AbstractFrom biological and artificial network perspectives, researchers have started acknowledging astrocytes as computational units mediating neural processes. Here, we propose a novel biologically-inspired neuron-astrocyte network model for image recognition, one of the first attempts at implementing astrocytes in Spiking Neuron Networks (SNNs) using a standard dataset. The architecture for image recognition has three primary units: the pre-processing unit for converting the image pixels into spiking patterns, the neuron-astrocyte network forming bipartite (neural connections) and tripartite synapses (neural and astrocytic connections), and the classifier unit. In the astrocyte-mediated SNNs, an astrocyte integrates neural signals following the simplified Postnov model.

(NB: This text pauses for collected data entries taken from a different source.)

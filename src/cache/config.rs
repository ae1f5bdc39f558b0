//! Cache configuration.
//!
//! Controls TTL, sweep cadence, refill batch size and call timeouts via the
//! `[cache]` section of `quizcache.toml`.

use std::time::Duration;

const DEFAULT_TTL_SECS: u64 = 600;
const DEFAULT_CHECK_INTERVAL_SECS: u64 = 30;
const DEFAULT_BATCH_SIZE: u32 = 20;
const DEFAULT_OPERATION_TIMEOUT_MS: u64 = 5000;

#[derive(Debug, Clone)]
pub struct CacheConfig {
    /// Lifetime armed whenever a level's list is seeded.
    pub default_ttl: Duration,
    /// Sweep tick. Entries whose remaining lifetime is at most this are flushed.
    pub check_interval: Duration,
    /// Number of questions pulled from the store on a refill.
    pub batch_size: u32,
    /// Upper bound for any single cache-store or question-store call.
    pub operation_timeout: Duration,
}

impl Default for CacheConfig {
    fn default() -> Self {
        Self {
            default_ttl: Duration::from_secs(DEFAULT_TTL_SECS),
            check_interval: Duration::from_secs(DEFAULT_CHECK_INTERVAL_SECS),
            batch_size: DEFAULT_BATCH_SIZE,
            operation_timeout: Duration::from_millis(DEFAULT_OPERATION_TIMEOUT_MS),
        }
    }
}

impl From<&crate::config::CacheSettings> for CacheConfig {
    fn from(settings: &crate::config::CacheSettings) -> Self {
        Self {
            default_ttl: settings.default_ttl,
            check_interval: settings.check_interval,
            batch_size: settings.batch_size.get(),
            operation_timeout: settings.operation_timeout,
        }
    }
}
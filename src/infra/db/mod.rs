//! Postgres-backed repository implementations.

mod questions;
mod util;

pub use util::map_sqlx_error;

use std::sync::Arc;

use sqlx::postgres::{PgPool, PgPoolOptions};

#[derive(Clone)]
pub struct PostgresRepositories {
    pool: Arc<PgPool>,
}

impl PostgresRepositories {
    pub fn new(pool: PgPool) -> Self {
        Self {
            pool: Arc::new(pool),
        }
    }

    pub fn pool(&self) -> &PgPool {
        &self.pool
    }

    pub async fn connect(url: &str, max_connections: u32) -> Result<PgPool, sqlx::Error> {
        PgPoolOptions::new()
            .max_connections(max_connections)
            .connect(url)
            .await
    }

    pub async fn run_migrations(pool: &PgPool) -> Result<(), sqlx::migrate::MigrateError> {
        sqlx::migrate!("./migrations").run(pool).await
    }
}
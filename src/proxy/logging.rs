//! Request logging utilities for the relay
//!
//! Provides structured logging with correlation IDs for tracing a request
//! from intake through the outbound backend call. Prompt content and the
//! backend credential are never logged; only the prompt length is recorded.

use std::time::Instant;
use tracing::{error, info, warn};
use uuid::Uuid;

/// Context for tracking a request through the relay
#[derive(Debug, Clone)]
pub struct RequestContext {
    /// Unique identifier for this request (for log correlation)
    pub trace_id: String,
    /// When the request started
    pub start_time: Instant,
}

impl RequestContext {
    pub fn new() -> Self {
        Self {
            trace_id: Uuid::new_v4().to_string()[..8].to_string(), // Short ID for readability
            start_time: Instant::now(),
        }
    }

    /// Get elapsed time in milliseconds
    pub fn elapsed_ms(&self) -> u128 {
        self.start_time.elapsed().as_millis()
    }

    /// Log request intake after validation
    pub fn log_request_accepted(&self, prompt_chars: usize) {
        info!(
            trace_id = %self.trace_id,
            prompt_chars = %prompt_chars,
            "Generation request accepted"
        );
    }

    /// Log a retry attempt
    pub fn log_retry(&self, attempt: u32, reason: &str) {
        warn!(
            trace_id = %self.trace_id,
            attempt = %attempt,
            reason = %reason,
            elapsed_ms = %self.elapsed_ms(),
            "Retrying backend request"
        );
    }

    /// Log response received from the backend
    pub fn log_backend_response(&self, status: u16) {
        info!(
            trace_id = %self.trace_id,
            status = %status,
            elapsed_ms = %self.elapsed_ms(),
            "Response received from backend"
        );
    }

    /// Log successful request completion
    pub fn log_request_complete(&self) {
        info!(
            trace_id = %self.trace_id,
            elapsed_ms = %self.elapsed_ms(),
            outcome = "success",
            "Generation request completed"
        );
    }

    /// Log request failure with its outcome class
    pub fn log_request_failed(&self, kind: &str, detail: &str) {
        error!(
            trace_id = %self.trace_id,
            elapsed_ms = %self.elapsed_ms(),
            outcome = %kind,
            detail = %detail,
            "Generation request failed"
        );
    }

    /// Log a timed-out outbound attempt
    pub fn log_timeout(&self, timeout_ms: u64) {
        error!(
            trace_id = %self.trace_id,
            timeout_ms = %timeout_ms,
            elapsed_ms = %self.elapsed_ms(),
            "Backend request timed out"
        );
    }
}

impl Default for RequestContext {
    fn default() -> Self {
        Self::new()
    }
}
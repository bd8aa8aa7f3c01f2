//! Configuration management for the relay
//!
//! Configuration is loaded from environment variables once at startup and
//! never mutated afterwards. Handlers receive it through `AppState`.

use anyhow::{Context, Result};
use std::env;
use std::time::Duration;

/// Application configuration
#[derive(Debug, Clone)]
pub struct Config {
    /// Host to bind to
    pub host: String,
    /// Port to listen on
    pub port: u16,

    /// Generation backend base URL
    pub generator_api_url: String,
    /// Credential for the generation backend (required; the relay refuses
    /// to start without it rather than send unauthenticated calls)
    pub generator_api_key: String,

    /// Timeout for a single outbound attempt (in seconds)
    pub request_timeout_secs: u64,
    /// Additional attempts after a transport-level failure
    pub max_retries: u32,
    /// Upper bound on prompt length (in characters, after trimming)
    pub max_prompt_chars: usize,
}

impl Config {
    /// Load configuration from environment variables
    pub fn from_env() -> Result<Self> {
        Ok(Self {
            host: env::var("RELAY_HOST").unwrap_or_else(|_| "0.0.0.0".to_string()),
            port: env::var("RELAY_PORT")
                .unwrap_or_else(|_| "8080".to_string())
                .parse()
                .context("Invalid RELAY_PORT")?,

            generator_api_url: env::var("GENERATOR_API_URL")
                .context("GENERATOR_API_URL must be set")?,
            generator_api_key: env::var("GENERATOR_API_KEY")
                .context("GENERATOR_API_KEY must be set")?,

            request_timeout_secs: env::var("GENERATOR_TIMEOUT_SECS")
                .unwrap_or_else(|_| "10".to_string())
                .parse()
                .context("Invalid GENERATOR_TIMEOUT_SECS")?,
            max_retries: env::var("GENERATOR_MAX_RETRIES")
                .unwrap_or_else(|_| "1".to_string())
                .parse()
                .context("Invalid GENERATOR_MAX_RETRIES")?,
            max_prompt_chars: env::var("MAX_PROMPT_CHARS")
                .unwrap_or_else(|_| "4000".to_string())
                .parse()
                .context("Invalid MAX_PROMPT_CHARS")?,
        })
    }

    /// Timeout for a single outbound attempt
    pub fn request_timeout(&self) -> Duration {
        Duration::from_secs(self.request_timeout_secs)
    }
}
//! Generation endpoint integration tests
//!
//! Blackbox tests for POST /api/generate covering validation, pass-through,
//! retry behavior, and error mapping against a mocked backend.

use std::time::{Duration, Instant};

use axum::http::StatusCode;
use pretty_assertions::assert_eq;
use serde_json::{json, Value};

use crate::common::RelayTestHarness;

#[tokio::test]
async fn test_success_payload_passes_through_unchanged() {
    let harness = RelayTestHarness::new().await;
    harness
        .backend
        .mock_generate_success(json!({"recipe": "pasta"}))
        .await;

    let response = harness
        .server
        .post("/api/generate")
        .json(&json!({"prompt": "quick dinner"}))
        .await;

    assert_eq!(response.status_code(), StatusCode::OK);
    let body: Value = response.json();
    assert_eq!(body, json!({"recipe": "pasta"}));
}

#[tokio::test]
async fn test_credential_attached_as_bearer_token() {
    let harness = RelayTestHarness::new().await;
    // The mock only matches when the configured credential arrives as a
    // bearer token, so a 200 proves the header was attached
    harness
        .backend
        .mock_generate_success_requiring_credential(
            &harness.config.generator_api_key,
            json!({"recipe": "soup"}),
        )
        .await;

    let response = harness
        .server
        .post("/api/generate")
        .json(&json!({"prompt": "something warm"}))
        .await;

    assert_eq!(response.status_code(), StatusCode::OK);

    // The credential travels in the header, never in the body
    let requests = harness.backend.generate_requests().await;
    assert_eq!(requests.len(), 1);
    let outbound_body = String::from_utf8_lossy(&requests[0].body).to_string();
    assert!(!outbound_body.contains(&harness.config.generator_api_key));
}

#[tokio::test]
async fn test_missing_prompt_rejected_without_backend_call() {
    let harness = RelayTestHarness::new().await;
    harness
        .backend
        .mock_generate_success(json!({"recipe": "pasta"}))
        .await;

    let response = harness
        .server
        .post("/api/generate")
        .json(&json!({"something_else": true}))
        .await;

    assert_eq!(response.status_code(), StatusCode::BAD_REQUEST);
    let body: Value = response.json();
    assert_eq!(body["error"]["kind"], "InvalidPrompt");
    assert_eq!(harness.backend.generate_request_count().await, 0);
}

#[tokio::test]
async fn test_empty_prompt_rejected_without_backend_call() {
    let harness = RelayTestHarness::new().await;
    harness
        .backend
        .mock_generate_success(json!({"recipe": "pasta"}))
        .await;

    let response = harness
        .server
        .post("/api/generate")
        .json(&json!({"prompt": "   "}))
        .await;

    assert_eq!(response.status_code(), StatusCode::BAD_REQUEST);
    let body: Value = response.json();
    assert_eq!(body["error"]["kind"], "InvalidPrompt");
    assert_eq!(harness.backend.generate_request_count().await, 0);
}

#[tokio::test]
async fn test_over_length_prompt_rejected_without_backend_call() {
    let harness = RelayTestHarness::with(|config| {
        config.max_prompt_chars = 10;
    })
    .await;
    harness
        .backend
        .mock_generate_success(json!({"recipe": "pasta"}))
        .await;

    let response = harness
        .server
        .post("/api/generate")
        .json(&json!({"prompt": "a prompt well past ten characters"}))
        .await;

    assert_eq!(response.status_code(), StatusCode::BAD_REQUEST);
    let body: Value = response.json();
    assert_eq!(body["error"]["kind"], "InvalidPrompt");
    assert_eq!(harness.backend.generate_request_count().await, 0);
}

#[tokio::test]
async fn test_malformed_body_rejected_without_backend_call() {
    let harness = RelayTestHarness::new().await;
    harness
        .backend
        .mock_generate_success(json!({"recipe": "pasta"}))
        .await;

    let response = harness
        .server
        .post("/api/generate")
        .text("this is not json")
        .await;

    assert_eq!(response.status_code(), StatusCode::BAD_REQUEST);
    let body: Value = response.json();
    assert_eq!(body["error"]["kind"], "MalformedRequest");
    assert_eq!(harness.backend.generate_request_count().await, 0);
}

#[tokio::test]
async fn test_wrong_prompt_type_is_malformed() {
    let harness = RelayTestHarness::new().await;

    let response = harness
        .server
        .post("/api/generate")
        .json(&json!({"prompt": 42}))
        .await;

    assert_eq!(response.status_code(), StatusCode::BAD_REQUEST);
    let body: Value = response.json();
    assert_eq!(body["error"]["kind"], "MalformedRequest");
    assert_eq!(harness.backend.generate_request_count().await, 0);
}

#[tokio::test]
async fn test_timeout_retries_once_then_unavailable() {
    // Harness config: 1s per-attempt timeout, 1 retry
    let harness = RelayTestHarness::new().await;
    harness
        .backend
        .mock_generate_delayed(json!({"recipe": "late"}), Duration::from_secs(5))
        .await;

    let started = Instant::now();
    let response = harness
        .server
        .post("/api/generate")
        .json(&json!({"prompt": "quick dinner"}))
        .await;
    let elapsed = started.elapsed();

    assert_eq!(response.status_code(), StatusCode::SERVICE_UNAVAILABLE);
    let body: Value = response.json();
    assert_eq!(body["error"]["kind"], "BackendUnavailable");

    // Exactly the initial attempt plus one retry
    assert_eq!(harness.backend.generate_request_count().await, 2);

    // Total time bounded by timeout * (1 + retries), plus slack
    let bound = harness.config.request_timeout() * (1 + harness.config.max_retries);
    assert!(
        elapsed < bound + Duration::from_millis(1500),
        "took {:?}, bound {:?}",
        elapsed,
        bound
    );
}

#[tokio::test]
async fn test_backend_500_not_retried_and_not_leaked() {
    let harness = RelayTestHarness::new().await;
    harness
        .backend
        .mock_generate_error(
            500,
            json!({"detail": "Traceback (most recent call last): secret internals"}),
        )
        .await;

    let response = harness
        .server
        .post("/api/generate")
        .json(&json!({"prompt": "quick dinner"}))
        .await;

    assert_eq!(response.status_code(), StatusCode::BAD_GATEWAY);
    let body: Value = response.json();
    assert_eq!(body["error"]["kind"], "BackendError");

    // The backend's error body must not reach the client
    let text = response.text();
    assert!(!text.contains("Traceback"));
    assert!(!text.contains("secret internals"));

    // Application errors are never retried
    assert_eq!(harness.backend.generate_request_count().await, 1);
}

#[tokio::test]
async fn test_malformed_success_body_is_backend_error() {
    let harness = RelayTestHarness::new().await;
    harness.backend.mock_generate_garbled().await;

    let response = harness
        .server
        .post("/api/generate")
        .json(&json!({"prompt": "quick dinner"}))
        .await;

    assert_eq!(response.status_code(), StatusCode::BAD_GATEWAY);
    let body: Value = response.json();
    assert_eq!(body["error"]["kind"], "BackendError");
    assert_eq!(harness.backend.generate_request_count().await, 1);
}

#[tokio::test]
async fn test_repeated_requests_are_independent() {
    let harness = RelayTestHarness::new().await;
    harness
        .backend
        .mock_generate_success(json!({"recipe": "pasta", "servings": 2}))
        .await;

    let first = harness
        .server
        .post("/api/generate")
        .json(&json!({"prompt": "quick dinner"}))
        .await;
    let second = harness
        .server
        .post("/api/generate")
        .json(&json!({"prompt": "quick dinner"}))
        .await;

    assert_eq!(first.status_code(), StatusCode::OK);
    assert_eq!(second.status_code(), StatusCode::OK);

    let first_body: Value = first.json();
    let second_body: Value = second.json();
    assert_eq!(first_body, second_body);
    assert_eq!(harness.backend.generate_request_count().await, 2);
}

#[tokio::test]
async fn test_prompt_is_forwarded_trimmed() {
    let harness = RelayTestHarness::new().await;
    harness
        .backend
        .mock_generate_success(json!({"recipe": "pasta"}))
        .await;

    let response = harness
        .server
        .post("/api/generate")
        .json(&json!({"prompt": "  quick dinner  "}))
        .await;

    assert_eq!(response.status_code(), StatusCode::OK);

    let requests = harness.backend.generate_requests().await;
    assert_eq!(requests.len(), 1);
    let outbound: Value = serde_json::from_slice(&requests[0].body).unwrap();
    assert_eq!(outbound, json!({"prompt": "quick dinner"}));
}
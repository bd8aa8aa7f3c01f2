//! Proxy module
//!
//! Handles request forwarding to the generation backend.

pub mod backend;
pub mod logging;

pub use backend::GeneratorClient;
pub use logging::RequestContext;
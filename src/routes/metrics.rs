//! Prometheus metrics endpoint
//!
//! Exposes application metrics in Prometheus format for monitoring.

use axum::response::IntoResponse;
use metrics_exporter_prometheus::{PrometheusBuilder, PrometheusHandle};
use once_cell::sync::Lazy;

/// Global Prometheus handle for metrics export
static PROMETHEUS_HANDLE: Lazy<PrometheusHandle> = Lazy::new(|| {
    PrometheusBuilder::new()
        .install_recorder()
        .expect("Failed to install Prometheus recorder")
});

/// Initialize metrics (call once at startup)
pub fn init_metrics() {
    // Force initialization of the lazy static
    let _ = &*PROMETHEUS_HANDLE;

    register_metrics();
}

/// Register all custom metrics
fn register_metrics() {
    metrics::describe_counter!(
        "relay_requests_total",
        "Total number of generation requests by terminal outcome"
    );
    metrics::describe_histogram!(
        "relay_request_duration_seconds",
        "Generation request duration in seconds"
    );
}

/// Prometheus metrics endpoint handler
///
/// Returns metrics in Prometheus text format for scraping.
pub async fn prometheus_metrics() -> impl IntoResponse {
    PROMETHEUS_HANDLE.render()
}

/// Record a terminal request outcome
pub fn record_request(outcome: &str, duration_secs: f64) {
    metrics::counter!("relay_requests_total", "outcome" => outcome.to_string()).increment(1);
    metrics::histogram!("relay_request_duration_seconds", "outcome" => outcome.to_string())
        .record(duration_secs);
}
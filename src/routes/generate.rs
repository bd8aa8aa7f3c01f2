//! Recipe generation endpoint
//!
//! Accepts a client prompt, validates it, and relays it to the generation
//! backend with the server-held credential attached. The backend payload is
//! returned to the client unchanged.

use std::sync::Arc;
use std::time::Instant;

use axum::{
    body::Bytes,
    extract::State,
    http::StatusCode,
    response::{IntoResponse, Response},
    Json,
};
use serde::Deserialize;

use crate::{
    error::RelayError,
    proxy::RequestContext,
    routes::metrics::record_request,
    AppState,
};

/// Inbound generation request
#[derive(Debug, Deserialize)]
pub struct GenerateRequest {
    pub prompt: Option<String>,
}

/// Validate and normalize the prompt.
///
/// Returns the trimmed prompt that will be forwarded. Rejections happen
/// before any outbound call; an over-length prompt is refused outright
/// rather than truncated, so the backend never sees a silently altered
/// prompt.
fn validate_prompt(request: &GenerateRequest, max_chars: usize) -> Result<&str, RelayError> {
    let prompt = request
        .prompt
        .as_deref()
        .map(str::trim)
        .unwrap_or_default();

    if prompt.is_empty() {
        return Err(RelayError::InvalidPrompt(
            "prompt must be a non-empty string".to_string(),
        ));
    }

    let chars = prompt.chars().count();
    if chars > max_chars {
        return Err(RelayError::InvalidPrompt(format!(
            "prompt exceeds the maximum length of {} characters",
            max_chars
        )));
    }

    Ok(prompt)
}

/// Handle generation requests
///
/// Per request: Received -> Validated -> Forwarding (bounded retry) ->
/// Succeeded | Failed. Validation failures are terminal and make zero
/// outbound calls.
pub async fn generate(
    State(state): State<Arc<AppState>>,
    body: Bytes,
) -> Result<Response, RelayError> {
    let start_time = Instant::now();
    let ctx = RequestContext::new();

    let request: GenerateRequest = match serde_json::from_slice(&body) {
        Ok(request) => request,
        Err(_) => {
            ctx.log_request_failed("MalformedRequest", "body is not valid JSON");
            record_request("MalformedRequest", start_time.elapsed().as_secs_f64());
            return Err(RelayError::MalformedRequest);
        }
    };

    let prompt = match validate_prompt(&request, state.config.max_prompt_chars) {
        Ok(prompt) => prompt,
        Err(e) => {
            ctx.log_request_failed("InvalidPrompt", &e.to_string());
            record_request("InvalidPrompt", start_time.elapsed().as_secs_f64());
            return Err(e);
        }
    };

    ctx.log_request_accepted(prompt.chars().count());

    // The only suspension point: one logical outbound call to the backend
    match state.generator.generate(prompt, &ctx).await {
        Ok(payload) => {
            ctx.log_request_complete();
            record_request("success", start_time.elapsed().as_secs_f64());
            Ok((StatusCode::OK, Json(payload)).into_response())
        }
        Err(e) => {
            // GeneratorClient::generate already logged the failure
            let kind = match &e {
                RelayError::BackendUnavailable => "BackendUnavailable",
                RelayError::BackendError => "BackendError",
                _ => "InternalError",
            };
            record_request(kind, start_time.elapsed().as_secs_f64());
            Err(e)
        }
    }
}
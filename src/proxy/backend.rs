//! Generation backend client
//!
//! Handles the single outbound call the relay makes: POST /generate on the
//! configured backend, authenticated with the server-held credential. The
//! success payload is opaque to the relay and passed through verbatim.

use serde::Serialize;
use tracing::debug;

use crate::{
    config::Config,
    error::{RelayError, RelayResult},
    proxy::logging::RequestContext,
};

/// Outbound request body sent to the backend
#[derive(Debug, Serialize)]
struct GenerateRequest<'a> {
    prompt: &'a str,
}

/// Client for the recipe generation backend
pub struct GeneratorClient {
    client: reqwest::Client,
    base_url: String,
    api_key: String,
    timeout: std::time::Duration,
    max_retries: u32,
}

impl GeneratorClient {
    /// Create a new generator client
    pub fn new(client: reqwest::Client, config: &Config) -> Self {
        Self {
            client,
            base_url: config.generator_api_url.clone(),
            api_key: config.generator_api_key.clone(),
            timeout: config.request_timeout(),
            max_retries: config.max_retries,
        }
    }

    /// Forward a validated prompt to the backend and return its payload.
    ///
    /// Transport-level failures (connect errors, timeouts) are retried up to
    /// `max_retries` times since no backend work has been observed. A backend
    /// response, even a failing one, is never retried: re-running a
    /// semantically failed generation would duplicate work on the backend.
    pub async fn generate(
        &self,
        prompt: &str,
        ctx: &RequestContext,
    ) -> RelayResult<serde_json::Value> {
        let url = format!("{}/generate", self.base_url);
        let body = GenerateRequest { prompt };

        let mut attempt = 0;
        let response = loop {
            let result = self
                .client
                .post(&url)
                .bearer_auth(&self.api_key)
                .timeout(self.timeout)
                .json(&body)
                .send()
                .await;

            match result {
                Ok(response) => break response,
                Err(e) if Self::is_retryable(&e) && attempt < self.max_retries => {
                    attempt += 1;
                    let reason = if e.is_timeout() { "timeout" } else { "connect" };
                    ctx.log_retry(attempt, reason);
                }
                Err(e) if e.is_timeout() => {
                    ctx.log_timeout(self.timeout.as_millis() as u64);
                    return Err(RelayError::BackendUnavailable);
                }
                Err(e) => {
                    ctx.log_request_failed("BackendUnavailable", &e.to_string());
                    return Err(RelayError::BackendUnavailable);
                }
            }
        };

        let status = response.status();
        ctx.log_backend_response(status.as_u16());

        if !status.is_success() {
            // Keep the backend's error body server-side only
            let text = response.text().await.unwrap_or_default();
            debug!(
                trace_id = %ctx.trace_id,
                status = %status,
                body = %text,
                "Backend reported an error"
            );
            ctx.log_request_failed("BackendError", &format!("backend status {}", status));
            return Err(RelayError::BackendError);
        }

        // 2xx with a body the relay cannot parse is still a backend fault
        response.json::<serde_json::Value>().await.map_err(|e| {
            ctx.log_request_failed("BackendError", &format!("malformed success body: {}", e));
            RelayError::BackendError
        })
    }

    /// Only idempotent-safe transport failures are worth a second attempt
    fn is_retryable(error: &reqwest::Error) -> bool {
        error.is_timeout() || error.is_connect()
    }
}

It then modulates the Integrate-and-Fire (IF) neurons via gliotransmission, thereby strengthening the synaptic connections of the neurons within the astrocytic territory. We develop an architecture derived from a baseline SNN model for unsupervised digit classification. The Spiking Neuron-Astrocyte Networks (SNANs) display better network performance with an optimal variance-bias trade-off than SNN alone. We demonstrate that astrocytes promote faster learning, support memory formation and recognition, and provide a simplified network architecture. Our proposed SNAN can serve as a benchmark for future researchers on astrocyte implementation in artificial networks, particularly in neuromorphic systems, for its simplified design.